» Instructions to follow: An exact transcript is needed of the material below, beginning at the line that contains "half of it." and continuing through its last line; nothing else should appear.

» Data for the task:
//! Capability traits for the converter's input and output

use std::ops::Deref;

use crate::lock::ExclusionToken;
use crate::symbol::Symbol;

/// Producer-side FIFO of bytes waiting to be converted
///
/// Every method except `set_buffer_lock` must take the injected token
/// for its own state access. The converter injects the token once, before
/// any other call.
///
/// One producer and one consumer (the converter worker) are assumed.
pub trait ByteSource: Send + Sync {
    /// Append a byte to the tail of the queue
    fn push_byte(&self, byte: u8);

    /// Remove and return the head byte
    ///
    /// # Panics
    /// Implementations panic if the queue is empty.
    fn extract_byte(&self) -> u8;

    /// Check whether no bytes are pending
    fn is_empty_buffer(&self) -> bool;

    /// Inject the shared token. Called exactly once by the converter.
    fn set_buffer_lock(&self, token: ExclusionToken);
}

/// Consumer-side append-only collection of decoded symbols
///
/// `push` and `symbols` must take the injected token. The view returned by
/// `symbols` holds the token until dropped, so a reader blocks while a
/// drain burst is in progress and never sees half of it.
pub trait SymbolSink: Send + Sync {
    /// Read-only view of the collected symbols
    type Symbols<'a>: Deref<Target = [Symbol]>
    where
        Self: 'a;

    /// Append a symbol
    fn push(&self, symbol: Symbol);

    /// Lock the collection for reading
    fn symbols(&self) -> Self::Symbols<'_>;

    /// Inject the shared token. Called exactly once by the converter.
    fn set_symbols_lock(&self, token: ExclusionToken);
}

» Solved exercise:
/// drain burst is in progress and never sees half of it.
pub trait SymbolSink: Send + Sync {
    /// Read-only view of the collected symbols
    type Symbols<'a>: Deref<Target = [Symbol]>
    where
        Self: 'a;

    /// Append a symbol
    fn push(&self, symbol: Symbol);

    /// Lock the collection for reading
    fn symbols(&self) -> Self::Symbols<'_>;

    /// Inject the shared token. Called exactly once by the converter.
    fn set_symbols_lock(&self, token: ExclusionToken);
}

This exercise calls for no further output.